- **Task data**:
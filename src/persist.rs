//! The slice of the store that survives a restart: notes and map layer
//! preferences. The viewport and the catalog are deliberately left out.

use super::models::{AnnotationTable, BaseLayer, Overlay};
use anyhow::{Context, Result};
use async_trait::async_trait;
use serde::{Deserialize, Serialize};
use std::{path::PathBuf, sync::Mutex};
use tracing::debug;

#[derive(Clone, Debug, Default, PartialEq, Serialize, Deserialize)]
#[serde(rename_all = "camelCase", default)]
pub struct PersistedState {
    pub property_notes: AnnotationTable,
    pub selected_base_layer: BaseLayer,
    pub enabled_overlays: Vec<Overlay>,
}

/// What actually lands on disk; the version lets us migrate the state
/// shape later without guessing.
#[derive(Serialize, Deserialize)]
struct Envelope {
    state: PersistedState,
    version: u32,
}

const STATE_VERSION: u32 = 0;

#[async_trait]
pub trait StateStorage: Send + Sync {
    /// `Ok(None)` means nothing has been saved yet.
    async fn load(&self) -> Result<Option<PersistedState>>;
    async fn save(&self, state: &PersistedState) -> Result<()>;
}

/// One JSON file, rewritten on every save.
pub struct JsonFileStorage {
    path: PathBuf,
}

impl JsonFileStorage {
    pub fn new(path: impl Into<PathBuf>) -> Self {
        Self { path: path.into() }
    }
}

#[async_trait]
impl StateStorage for JsonFileStorage {
    async fn load(&self) -> Result<Option<PersistedState>> {
        let raw = match tokio::fs::read(&self.path).await {
            Ok(raw) => raw,
            Err(e) if e.kind() == std::io::ErrorKind::NotFound => {
                debug!(path = %self.path.display(), "no saved state yet");
                return Ok(None);
            }
            Err(e) => {
                return Err(e).with_context(|| {
                    format!("reading {}", self.path.display())
                })
            }
        };
        let envelope: Envelope = serde_json::from_slice(&raw)
            .with_context(|| format!("parsing {}", self.path.display()))?;

        Ok(Some(envelope.state))
    }

    async fn save(&self, state: &PersistedState) -> Result<()> {
        let json = serde_json::to_vec_pretty(&Envelope {
            state: state.clone(),
            version: STATE_VERSION,
        })?;
        // Write-then-rename so a crash mid-save leaves the old file intact.
        let tmp = self.path.with_extension("json.tmp");
        tokio::fs::write(&tmp, json)
            .await
            .with_context(|| format!("writing {}", tmp.display()))?;
        tokio::fs::rename(&tmp, &self.path)
            .await
            .with_context(|| format!("replacing {}", self.path.display()))?;

        Ok(())
    }
}

/// Keeps the state in memory. Used in tests, and for running the dashboard
/// without touching the disk.
#[derive(Default)]
pub struct MemoryStorage {
    state: Mutex<Option<PersistedState>>,
    saves: Mutex<usize>,
}

impl MemoryStorage {
    pub fn with_state(state: PersistedState) -> Self {
        Self {
            state: Mutex::new(Some(state)),
            saves: Mutex::new(0),
        }
    }
    pub fn saved(&self) -> Option<PersistedState> {
        self.state.lock().unwrap_or_else(|e| e.into_inner()).clone()
    }
    pub fn save_count(&self) -> usize {
        *self.saves.lock().unwrap_or_else(|e| e.into_inner())
    }
}

#[async_trait]
impl StateStorage for MemoryStorage {
    async fn load(&self) -> Result<Option<PersistedState>> {
        Ok(self.saved())
    }
    async fn save(&self, state: &PersistedState) -> Result<()> {
        *self.state.lock().unwrap_or_else(|e| e.into_inner()) = Some(state.clone());
        *self.saves.lock().unwrap_or_else(|e| e.into_inner()) += 1;
        Ok(())
    }
}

- **Try it**: Copy the material above, keeping every line exactly as it stands.

- **Finished task**:
filename src/persist.rs
//! The slice of the store that survives a restart: notes and map layer
//! preferences. The viewport and the catalog are deliberately left out.

use super::models::{AnnotationTable, BaseLayer, Overlay};
use anyhow::{Context, Result};
use async_trait::async_trait;
use serde::{Deserialize, Serialize};
use std::{path::PathBuf, sync::Mutex};
use tracing::debug;

#[derive(Clone, Debug, Default, PartialEq, Serialize, Deserialize)]
#[serde(rename_all = "camelCase", default)]
pub struct PersistedState {
    pub property_notes: AnnotationTable,
    pub selected_base_layer: BaseLayer,
    pub enabled_overlays: Vec<Overlay>,
}

/// What actually lands on disk; the version lets us migrate the state
/// shape later without guessing.
#[derive(Serialize, Deserialize)]
struct Envelope {
    state: PersistedState,
    version: u32,
}

const STATE_VERSION: u32 = 0;

#[async_trait]
pub trait StateStorage: Send + Sync {
    /// `Ok(None)` means nothing has been saved yet.
    async fn load(&self) -> Result<Option<PersistedState>>;
    async fn save(&self, state: &PersistedState) -> Result<()>;
}

/// One JSON file, rewritten on every save.
pub struct JsonFileStorage {
    path: PathBuf,
}

impl JsonFileStorage {
    pub fn new(path: impl Into<PathBuf>) -> Self {
        Self { path: path.into() }
    }
}

#[async_trait]
impl StateStorage for JsonFileStorage {
    async fn load(&self) -> Result<Option<PersistedState>> {
        let raw = match tokio::fs::read(&self.path).await {
            Ok(raw) => raw,
            Err(e) if e.kind() == std::io::ErrorKind::NotFound => {
                debug!(path = %self.path.display(), "no saved state yet");
                return Ok(None);
            }
            Err(e) => {
                return Err(e).with_context(|| {
                    format!("reading {}", self.path.display())
                })
            }
        };
        let envelope: Envelope = serde_json::from_slice(&raw)
            .with_context(|| format!("parsing {}", self.path.display()))?;

        Ok(Some(envelope.state))
    }

    async fn save(&self, state: &PersistedState) -> Result<()> {
        let json = serde_json::to_vec_pretty(&Envelope {
            state: state.clone(),
            version: STATE_VERSION,
        })?;
        // Write-then-rename so a crash mid-save leaves the old file intact.
        let tmp = self.path.with_extension("json.tmp");
        tokio::fs::write(&tmp, json)
            .await
            .with_context(|| format!("writing {}", tmp.display()))?;
        tokio::fs::rename(&tmp, &self.path)
            .await
            .with_context(|| format!("replacing {}", self.path.display()))?;

        Ok(())
    }
}

/// Keeps the state in memory. Used in tests, and for running the dashboard
/// without touching the disk.
#[derive(Default)]
pub struct MemoryStorage {
    state: Mutex<Option<PersistedState>>,
    saves: Mutex<usize>,
}

impl MemoryStorage {
    pub fn with_state(state: PersistedState) -> Self {
        Self {
            state: Mutex::new(Some(state)),
            saves: Mutex::new(0),
        }
    }
    pub fn saved(&self) -> Option<PersistedState> {
        self.state.lock().unwrap_or_else(|e| e.into_inner()).clone()
    }
    pub fn save_count(&self) -> usize {
        *self.saves.lock().unwrap_or_else(|e| e.into_inner())
    }
}

#[async_trait]
impl StateStorage for MemoryStorage {
    async fn load(&self) -> Result<Option<PersistedState>> {
        Ok(self.saved())
    }
    async fn save(&self, state: &PersistedState) -> Result<()> {
        *self.state.lock().unwrap_or_else(|e| e.into_inner()) = Some(state.clone());
        *self.saves.lock().unwrap_or_else(|e| e.into_inner()) += 1;
        Ok(())
    }
}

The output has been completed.